Non-Menstrual Toxic Shock Syndrome Following Breast Abscess: A Rare Case Report From Nepal
Keywords:Breast Abscess, staphylococcus aureus, toxic shock syndrome
Toxic Shock Syndrome is an acute illness caused by exotoxin producing Staphylococcus or Group A Streptococcus. TSS was traditionally associated with high absorbency tampon use in menstruating women until eventually, these were taken off the market. Since then, non-menstrual causes including wound infections, abscess, mastitis, burns, osteomyelitis, retained foreign bodies, etc are leading causes of TSS. TSS is characterized by fever, headache, myalgia, abdominal pain, hypotension, non-blanchable erythematous rash progressing to multi-organ damage. The mainstay of treatment includes removal of the source of infection, adequate volume resuscitation, vasopressors, and antibiotic coverage.

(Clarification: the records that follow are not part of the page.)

//! Run Context - Outcome
//!
//! 两种传输返回的结果形状不同，在传输边界统一归一化为 [`Outcome`]，
//! 之后的代码不再按形状分支。

use base64::{engine::general_purpose::STANDARD as BASE64, Engine as _};
use serde::{Deserialize, Serialize};
use serde_json::{Map, Value};
use std::collections::BTreeMap;

use crate::domain::draft::Outline;

/// 实际服务本次请求的传输方式
#[derive(Debug, Clone, Copy, Default, PartialEq, Eq, Serialize, Deserialize)]
#[serde(rename_all = "snake_case")]
pub enum Transport {
    /// 异步任务（创建 Run 后轮询）
    #[default]
    Primary,
    /// 旧版同步执行接口
    Legacy,
}

impl Transport {
    pub fn as_str(&self) -> &'static str {
        match self {
            Transport::Primary => "primary",
            Transport::Legacy => "legacy",
        }
    }
}

/// 生成的章节
#[derive(Debug, Clone, Default, PartialEq, Eq, Serialize, Deserialize)]
pub struct GeneratedChapter {
    #[serde(default)]
    pub number: Option<u32>,
    #[serde(default)]
    pub title: String,
    #[serde(default)]
    pub content: String,
    #[serde(default)]
    pub summary: Option<String>,
}

#[derive(Debug, Clone, Copy, PartialEq, Eq, Serialize, Deserialize)]
#[serde(rename_all = "lowercase")]
pub enum ArtifactKind {
    Pdf,
    Docx,
}

impl ArtifactKind {
    fn default_filename(&self) -> &'static str {
        match self {
            ArtifactKind::Pdf => "manuscript.pdf",
            ArtifactKind::Docx => "manuscript.docx",
        }
    }
}

/// 导出产物（base64 编码）
#[derive(Debug, Clone, PartialEq, Eq, Serialize, Deserialize)]
pub struct ExportArtifact {
    pub kind: ArtifactKind,
    pub filename: String,
    pub base64: String,
}

impl ExportArtifact {
    pub fn decode(&self) -> Result<Vec<u8>, base64::DecodeError> {
        BASE64.decode(self.base64.trim())
    }
}

/// 服务端耗时统计
#[derive(Debug, Clone, Default, PartialEq, Eq, Serialize, Deserialize)]
pub struct Timings {
    #[serde(default)]
    pub total_ms: Option<u64>,
    #[serde(default)]
    pub nodes: BTreeMap<String, u64>,
}

/// 归一化的结果记录
#[derive(Debug, Clone, Default, PartialEq, Serialize, Deserialize)]
pub struct Outcome {
    pub success: bool,
    pub outline: Option<Outline>,
    pub chapter: Option<GeneratedChapter>,
    pub artifacts: Vec<ExportArtifact>,
    pub errors: Vec<String>,
    pub warnings: Vec<String>,
    pub trace_id: Option<String>,
    pub used_fallback: bool,
    pub fallback_stages: Vec<String>,
    pub next_steps: Vec<String>,
    /// 服务端回传的元数据：大纲模式为整份双区 `metadata_json`，章节模式为扁平的运行时键
    pub metadata: Option<Map<String, Value>>,
    pub timings_ms: Option<Timings>,
    pub transport: Transport,
}

impl Outcome {
    /// 归一化任意形状的结果
    ///
    /// 有明确 status 时以其为准；否则只要带有大纲、章节或导出产物之一即视为成功
    pub fn classify(raw: &Value) -> Self {
        let outline = raw
            .get("outline")
            .filter(|v| v.is_object())
            .and_then(|v| serde_json::from_value::<Outline>(v.clone()).ok());
        let chapter = raw
            .get("chapter")
            .filter(|v| v.is_object())
            .and_then(|v| serde_json::from_value::<GeneratedChapter>(v.clone()).ok());
        let artifacts = collect_artifacts(raw);

        let mut errors = string_list(raw.get("errors"));
        let warnings = string_list(raw.get("warnings"));

        let has_result = outline.as_ref().map(|o| !o.is_empty()).unwrap_or(false)
            || chapter.is_some()
            || !artifacts.is_empty();

        let explicit = raw
            .get("status")
            .and_then(Value::as_str)
            .map(|s| s.trim().to_ascii_lowercase());
        let success = match explicit.as_deref() {
            Some("success" | "ok" | "completed") => true,
            Some("error" | "failed" | "failure") => false,
            _ => has_result,
        };

        if !success {
            if let Some(message) = raw.get("error").and_then(Value::as_str) {
                let message = message.trim();
                if !message.is_empty() && !errors.iter().any(|e| e == message) {
                    errors.push(message.to_string());
                }
            }
        }

        let fallback_stages = string_list(raw.get("fallback_stages"));
        let used_fallback = raw
            .get("used_fallback")
            .and_then(Value::as_bool)
            .unwrap_or(!fallback_stages.is_empty());

        Self {
            success,
            outline,
            chapter,
            artifacts,
            errors,
            warnings,
            trace_id: raw
                .get("trace_id")
                .and_then(Value::as_str)
                .filter(|s| !s.is_empty())
                .map(str::to_string),
            used_fallback,
            fallback_stages,
            next_steps: string_list(raw.get("next_steps")),
            metadata: raw.get("metadata").and_then(Value::as_object).cloned(),
            timings_ms: raw
                .get("timings_ms")
                .and_then(|v| serde_json::from_value(v.clone()).ok()),
            transport: Transport::Primary,
        }
    }

    pub fn with_transport(mut self, transport: Transport) -> Self {
        self.transport = transport;
        self
    }

    /// 首条错误（单行报告使用）
    pub fn primary_error(&self) -> Option<&str> {
        self.errors.first().map(String::as_str)
    }

    pub fn failure_reason(&self) -> String {
        self.primary_error()
            .unwrap_or("Generation failed without an error message.")
            .to_string()
    }

    /// 解码全部导出产物，任一失败即返回错误
    pub fn decode_artifacts(&self) -> Result<Vec<(&ExportArtifact, Vec<u8>)>, base64::DecodeError> {
        self.artifacts
            .iter()
            .map(|artifact| artifact.decode().map(|bytes| (artifact, bytes)))
            .collect()
    }
}

fn collect_artifacts(raw: &Value) -> Vec<ExportArtifact> {
    [
        (ArtifactKind::Pdf, "pdf_base64", "pdf_filename"),
        (ArtifactKind::Docx, "docx_base64", "docx_filename"),
    ]
    .into_iter()
    .filter_map(|(kind, data_key, name_key)| {
        let data = raw
            .get(data_key)
            .and_then(Value::as_str)
            .filter(|s| !s.trim().is_empty())?;
        let filename = raw
            .get(name_key)
            .and_then(Value::as_str)
            .filter(|s| !s.trim().is_empty())
            .unwrap_or(kind.default_filename());
        Some(ExportArtifact {
            kind,
            filename: filename.to_string(),
            base64: data.to_string(),
        })
    })
    .collect()
}

/// 字符串数组，非字符串元素转为其 JSON 文本
fn string_list(value: Option<&Value>) -> Vec<String> {
    match value {
        Some(Value::Array(items)) => items
            .iter()
            .map(|item| match item {
                Value::String(s) => s.clone(),
                other => other.to_string(),
            })
            .collect(),
        Some(Value::String(s)) if !s.trim().is_empty() => vec![s.clone()],
        _ => Vec::new(),
    }
}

Despite adequate treatment, the case fatality rate of Streptococcal TSS is 50% and Staphylococcal TSS is 3%. Here we present a unique case of 24-year-old women who presented with fever, headache, abdominal pain, and hypotension 6 days after self-drainage and self-medication of breast abscess. She was diagnosed with TSS secondary to breast abscess and admitted to the Intensive Care Unit (ICU), resuscitated and successfully treated with antibiotics.